I used a piece of 1/2" od pipe cut 6 inches shorter than the stake, and welded a top plate to push/pound on.I also put a ground stop at the bottom. It works great for my purposes and I very rarely need to use a hammer. It also doubles as a guide so that every stake is exactly 6 inches in the ground. On a level lot it is nice to look down a line of stakes and see them all lined up perfectly.


----------



## NicholasMWhite (Oct 5, 2008)

04ram1500;1502612 said:


> I used a piece of 1/2" od pipe cut 6 inches shorter than the stake, and welded a top plate to push/pound on.I also put a ground stop at the bottom. It works great for my purposes and I very rarely need to use a hammer. It also doubles as a guide so that every stake is exactly 6 inches in the ground. On a level lot it is nice to look down a line of stakes and see them all lined up perfectly.

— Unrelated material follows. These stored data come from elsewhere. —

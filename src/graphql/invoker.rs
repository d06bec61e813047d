//! Execution engine seam.

use std::sync::Arc;

use async_trait::async_trait;

use crate::graphql::invocation::GraphQLInvocationInput;
use crate::graphql::result::ExecutionResult;

/// An asynchronous GraphQL execution engine.
///
/// Parse, validation and resolver failures are reported inside the returned
/// [`ExecutionResult`], never as a Rust error.
#[async_trait]
pub trait GraphQLInvoker: Send + Sync {
    /// Execute one operation. Resolves exactly once.
    async fn execute_async(&self, input: GraphQLInvocationInput) -> ExecutionResult;
}

#[async_trait]
impl<T> GraphQLInvoker for Arc<T>
where
    T: GraphQLInvoker + ?Sized,
{
    async fn execute_async(&self, input: GraphQLInvocationInput) -> ExecutionResult {
        (**self).execute_async(input).await
    }
}
//! HTTP protocol handling subsystem.
//!
//! # Data Flow
//! ```text
//! TCP connection
//!     → server.rs (Axum setup, middleware)
//!     → request.rs (assign / propagate request ID)
//!     → handler.rs (normalize GET/POST, dispatch to the engine)
//!     → error.rs (rejections before dispatch)
//!     → JSON response
//! ```

pub mod error;
pub mod handler;
pub mod request;
pub mod server;

pub use error::GraphQLHttpError;
pub use handler::{GraphQLQueryParams, ParseStrategy};
pub use request::{RequestIdExt, X_REQUEST_ID};
pub use server::{AppState, HttpServer};
//! Configuration schema definitions.
//!
//! This module defines the complete configuration structure for the adapter.
//! All types derive Serde traits for deserialization from config files.

use serde::{Deserialize, Serialize};

/// Root configuration for the GraphQL HTTP adapter.
#[derive(Debug, Clone, Deserialize, Serialize, Default)]
#[serde(default)]
pub struct AdapterConfig {
    /// Listener configuration (bind address).
    pub listener: ListenerConfig,

    /// GraphQL endpoint settings.
    pub graphql: GraphQLConfig,

    /// Timeout configuration.
    pub timeouts: TimeoutConfig,

    /// Request size limits.
    pub security: SecurityConfig,

    /// Observability settings.
    pub observability: ObservabilityConfig,
}

/// Listener configuration.
#[derive(Debug, Clone, Deserialize, Serialize)]
#[serde(default)]
pub struct ListenerConfig {
    /// Bind address (e.g., "0.0.0.0:8080").
    pub bind_address: String,
}

impl Default for ListenerConfig {
    fn default() -> Self {
        Self {
            bind_address: "0.0.0.0:8080".to_string(),
        }
    }
}

/// GraphQL endpoint configuration.
#[derive(Debug, Clone, Deserialize, Serialize)]
#[serde(default)]
pub struct GraphQLConfig {
    /// Path serving both GET and POST (e.g., "/graphql").
    pub path: String,

    /// Match `Content-Type` on the media-type essence only, ignoring
    /// parameters such as `charset` and letter case.
    pub lenient_content_type: bool,
}

impl Default for GraphQLConfig {
    fn default() -> Self {
        Self {
            path: "/graphql".to_string(),
            lenient_content_type: false,
        }
    }
}

/// Timeout configuration.
#[derive(Debug, Clone, Deserialize, Serialize)]
#[serde(default)]
pub struct TimeoutConfig {
    /// Request timeout (total time for request/response) in seconds.
    pub request_secs: u64,
}

impl Default for TimeoutConfig {
    fn default() -> Self {
        Self { request_secs: 30 }
    }
}

/// Request size limits.
#[derive(Debug, Clone, Deserialize, Serialize)]
#[serde(default)]
pub struct SecurityConfig {
    /// Maximum body size in bytes.
    pub max_body_size: usize,
}

impl Default for SecurityConfig {
    fn default() -> Self {
        Self {
            max_body_size: 2 * 1024 * 1024, // 2MB
        }
    }
}

/// Log output format.
#[derive(Debug, Clone, Copy, PartialEq, Eq, Deserialize, Serialize, Default)]
#[serde(rename_all = "lowercase")]
pub enum LogFormat {
    /// Human-readable output for development.
    #[default]
    Pretty,
    /// One JSON object per line for log aggregation.
    Json,
}

/// Observability configuration.
#[derive(Debug, Clone, Deserialize, Serialize)]
#[serde(default)]
pub struct ObservabilityConfig {
    /// Log level (trace, debug, info, warn, error).
    pub log_level: String,

    /// Log output format.
    pub log_format: LogFormat,

    /// Enable metrics endpoint.
    pub metrics_enabled: bool,

    /// Metrics endpoint bind address.
    pub metrics_address: String,
}

impl Default for ObservabilityConfig {
    fn default() -> Self {
        Self {
            log_level: "info".to_string(),
            log_format: LogFormat::Pretty,
            metrics_enabled: false,
            metrics_address: "0.0.0.0:9090".to_string(),
        }
    }
}
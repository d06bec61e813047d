//! Metrics collection and exposition.
//!
//! # Metrics
//! - `graphql_requests_total` (counter): requests by method, strategy, response status
//! - `graphql_request_duration_seconds` (histogram): time from receipt to response
//! - `graphql_rejections_total` (counter): requests rejected before dispatch, by reason

use std::net::SocketAddr;
use std::time::Instant;

use metrics::{counter, histogram};
use metrics_exporter_prometheus::PrometheusBuilder;

/// Install the Prometheus recorder and its scrape listener.
pub fn init_metrics(addr: SocketAddr) {
    let builder = PrometheusBuilder::new().with_http_listener(addr);

    match builder.install() {
        Ok(()) => tracing::info!(address = %addr, "Prometheus metrics exporter started"),
        Err(e) => tracing::error!(error = %e, "Failed to start Prometheus metrics exporter"),
    }
}

/// Record a handled request. Rejected requests use the strategy `"none"`.
pub fn record_request(method: &str, strategy: &str, status: u16, start_time: Instant) {
    let method = method.to_string();
    let strategy = strategy.to_string();

    counter!(
        "graphql_requests_total",
        "method" => method.clone(),
        "strategy" => strategy.clone(),
        "status" => status.to_string()
    )
    .increment(1);

    histogram!(
        "graphql_request_duration_seconds",
        "method" => method,
        "strategy" => strategy
    )
    .record(start_time.elapsed().as_secs_f64());
}

/// Record a request rejected before reaching the engine.
pub fn record_rejection(method: &str, reason: &'static str, status: u16) {
    counter!(
        "graphql_rejections_total",
        "method" => method.to_string(),
        "reason" => reason,
        "status" => status.to_string()
    )
    .increment(1);
}
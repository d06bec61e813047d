//! GraphQL HTTP adapter
//!
//! Serves a GraphQL endpoint over HTTP using Tokio and Axum.
//!
//! # Architecture Overview
//!
//! ```text
//!     Client Request      ┌──────────┐    ┌────────────┐    ┌──────────────────┐
//!     ───────────────────▶│   http   │───▶│  handler   │───▶│ InvocationInput  │
//!                         │  server  │    │ normalize  │    │     Factory      │
//!                         └──────────┘    └────────────┘    └────────┬─────────┘
//!                                                                    ▼
//!     Client Response     ┌──────────┐    ┌────────────┐    ┌──────────────────┐
//!     ◀───────────────────│   JSON   │◀───│ Execution  │◀───│  GraphQLInvoker  │
//!                         │ response │    │   Result   │    │     (engine)     │
//!                         └──────────┘    └────────────┘    └──────────────────┘
//! ```

use std::net::SocketAddr;
use std::path::PathBuf;

use async_graphql::{EmptyMutation, EmptySubscription, Object, Schema, SimpleObject};
use clap::Parser;
use tokio::net::TcpListener;

use graphql_http_adapter::config::validation::validate_config;
use graphql_http_adapter::config::{load_config, AdapterConfig, ConfigError};
use graphql_http_adapter::lifecycle::signals::wait_for_signal;
use graphql_http_adapter::observability::{logging, metrics};
use graphql_http_adapter::{HttpServer, Shutdown};

#[derive(Parser)]
#[command(name = "graphql-http-adapter")]
#[command(about = "Serve a GraphQL endpoint over HTTP", long_about = None)]
struct Args {
    /// Path to a TOML configuration file.
    #[arg(short, long)]
    config: Option<PathBuf>,

    /// Override the listener bind address.
    #[arg(short, long)]
    bind: Option<String>,
}

#[derive(SimpleObject)]
struct Viewer {
    name: String,
}

struct Query;

#[Object]
impl Query {
    /// The caller. Authentication is not handled here, so always anonymous.
    async fn me(&self) -> Viewer {
        Viewer {
            name: "anonymous".to_string(),
        }
    }

    /// Adapter version.
    async fn version(&self) -> String {
        env!("CARGO_PKG_VERSION").to_string()
    }
}

#[tokio::main]
async fn main() -> Result<(), Box<dyn std::error::Error>> {
    let args = Args::parse();

    let mut config = match &args.config {
        Some(path) => load_config(path)?,
        None => AdapterConfig::default(),
    };
    if let Some(bind) = args.bind {
        config.listener.bind_address = bind;
        validate_config(&config).map_err(ConfigError::Validation)?;
    }

    logging::init_logging(&config.observability);

    tracing::info!("graphql-http-adapter v{} starting", env!("CARGO_PKG_VERSION"));
    tracing::info!(
        bind_address = %config.listener.bind_address,
        path = %config.graphql.path,
        request_timeout_secs = config.timeouts.request_secs,
        "Configuration loaded"
    );

    if config.observability.metrics_enabled {
        match config.observability.metrics_address.parse::<SocketAddr>() {
            Ok(addr) => metrics::init_metrics(addr),
            Err(_) => tracing::error!(
                metrics_address = %config.observability.metrics_address,
                "Failed to parse metrics address"
            ),
        }
    }

    let listener = TcpListener::bind(&config.listener.bind_address).await?;
    tracing::info!(address = %listener.local_addr()?, "Listening for connections");

    let schema = Schema::new(Query, EmptyMutation, EmptySubscription);
    let server = HttpServer::new(config, schema);

    let shutdown = Shutdown::new();
    let server_task = tokio::spawn(server.run(listener, shutdown.subscribe()));

    wait_for_signal().await;
    shutdown.trigger();
    server_task.await??;

    tracing::info!("Shutdown complete");
    Ok(())
}
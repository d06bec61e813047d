//! Observability subsystem.
//!
//! # Data Flow
//! ```text
//! Handlers and server produce:
//!     → logging.rs (structured log events, request-scoped fields)
//!     → metrics.rs (counters, histograms)
//!
//! Consumers:
//!     → Log aggregation (stdout, pretty or JSON)
//!     → Metrics endpoint (Prometheus scrape)
//! ```
//!
//! # Design Decisions
//! - Request ID flows through every log line of a request
//! - Metric updates are no-ops until a recorder is installed

pub mod logging;
pub mod metrics;
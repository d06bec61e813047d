//! GraphQL request shapes and their JSON mapping.
//!
//! # Responsibilities
//! - Define the canonical `(query, operationName, variables)` triple
//! - Parse `application/json` request bodies
//! - Parse JSON-encoded variables from query strings
//!
//! # Design Decisions
//! - `query` is never null: a missing or `null` field becomes `""`
//! - Variables default to an empty map, never `None`
//! - Inside a JSON body, `variables` may also be `null` or a JSON-encoded string

use serde::{de::Error as _, Deserialize, Deserializer, Serialize};
use serde_json::{Map, Value};

/// Variable bindings for an operation, keyed by variable name.
pub type Variables = Map<String, Value>;

/// A normalized GraphQL operation, ready to hand to the engine.
#[derive(Debug, Clone, Default, PartialEq, Serialize, Deserialize)]
#[serde(rename_all = "camelCase")]
pub struct GraphQLRequest {
    /// Operation document. Absent in the payload means empty string.
    #[serde(default, deserialize_with = "deserialize_query")]
    pub query: String,

    /// Name of the operation to run when the document holds several.
    #[serde(default, skip_serializing_if = "Option::is_none")]
    pub operation_name: Option<String>,

    /// Variable bindings.
    #[serde(
        default,
        deserialize_with = "deserialize_variables_field",
        skip_serializing_if = "Map::is_empty"
    )]
    pub variables: Variables,
}

impl GraphQLRequest {
    /// Create a request from its three parts.
    pub fn new(
        query: impl Into<String>,
        operation_name: Option<String>,
        variables: Variables,
    ) -> Self {
        Self {
            query: query.into(),
            operation_name,
            variables,
        }
    }

    /// Split the request into its parts.
    pub fn into_parts(self) -> (String, Option<String>, Variables) {
        (self.query, self.operation_name, self.variables)
    }
}

fn deserialize_query<'de, D>(deserializer: D) -> Result<String, D::Error>
where
    D: Deserializer<'de>,
{
    Ok(Option::<String>::deserialize(deserializer)?.unwrap_or_default())
}

#[derive(Deserialize)]
#[serde(untagged)]
enum VariablesField {
    Object(Variables),
    Encoded(String),
}

fn deserialize_variables_field<'de, D>(deserializer: D) -> Result<Variables, D::Error>
where
    D: Deserializer<'de>,
{
    match Option::<VariablesField>::deserialize(deserializer)? {
        None => Ok(Variables::new()),
        Some(VariablesField::Object(variables)) => Ok(variables),
        Some(VariablesField::Encoded(text)) if text.trim().is_empty() => Ok(Variables::new()),
        Some(VariablesField::Encoded(text)) => {
            serde_json::from_str(&text).map_err(D::Error::custom)
        }
    }
}

/// Reads GraphQL payloads from JSON text.
///
/// Stateless; a single instance is shared by every request.
#[derive(Debug, Clone, Copy, Default)]
pub struct GraphQLObjectMapper;

impl GraphQLObjectMapper {
    /// Create a new mapper.
    pub fn new() -> Self {
        Self
    }

    /// Parse an `application/json` request body.
    pub fn read_graphql_request(&self, body: &str) -> Result<GraphQLRequest, serde_json::Error> {
        serde_json::from_str(body)
    }

    /// Parse a JSON-encoded variables object.
    ///
    /// Fails if the text is not valid JSON or not a JSON object.
    pub fn deserialize_variables(&self, text: &str) -> Result<Variables, serde_json::Error> {
        serde_json::from_str(text)
    }

    /// Parse optional variables text; absent text yields an empty map.
    pub fn convert_variables(&self, text: Option<&str>) -> Result<Variables, serde_json::Error> {
        match text {
            Some(text) => self.deserialize_variables(text),
            None => Ok(Variables::new()),
        }
    }
}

I'll have to consider making one of those, I have been using a similar sized rod cut about 6 inches shorter than the stake and just use a hammer to hammer it down flush with the top of the rod, but your tool seems a little easier.

I may try to "improve" on your idea and weld some foot steps to the bottom of the rod so I can just press it down with my foot.


----------



## Mike NY (Feb 2, 2009)

I use a 3/8 conceret drill bit with a hammer drill.


----------



## 04ram1500 (Nov 10, 2010)

NicholasMWhite;1502614 said:


> I may try to "improve" on your idea and weld some foot steps to the bottom of the rod so I can just press it down with my foot.


I was going to try the foot pegs, but I was afraid pipe that small might bend or break the weld if you pushed down too hard on that one spot. If it works for you post a pic.


----------



## Mr.Markus (Jan 7, 2010)

A piece of threaded pipe with an end cap works just as well, no welding and fab time. 
Smaller version of a t bar hammer.
http://www.drivewaymarkerdepot.com/main.sc They don't like my funny/money either.


----------



## forestfireguy (Oct 7, 2006)

We have been buying the angelos ones for years. Considering that half get stolen or broken cheap is good. If we did residential work I think I might spend more to get the reflective tape wrap....


----------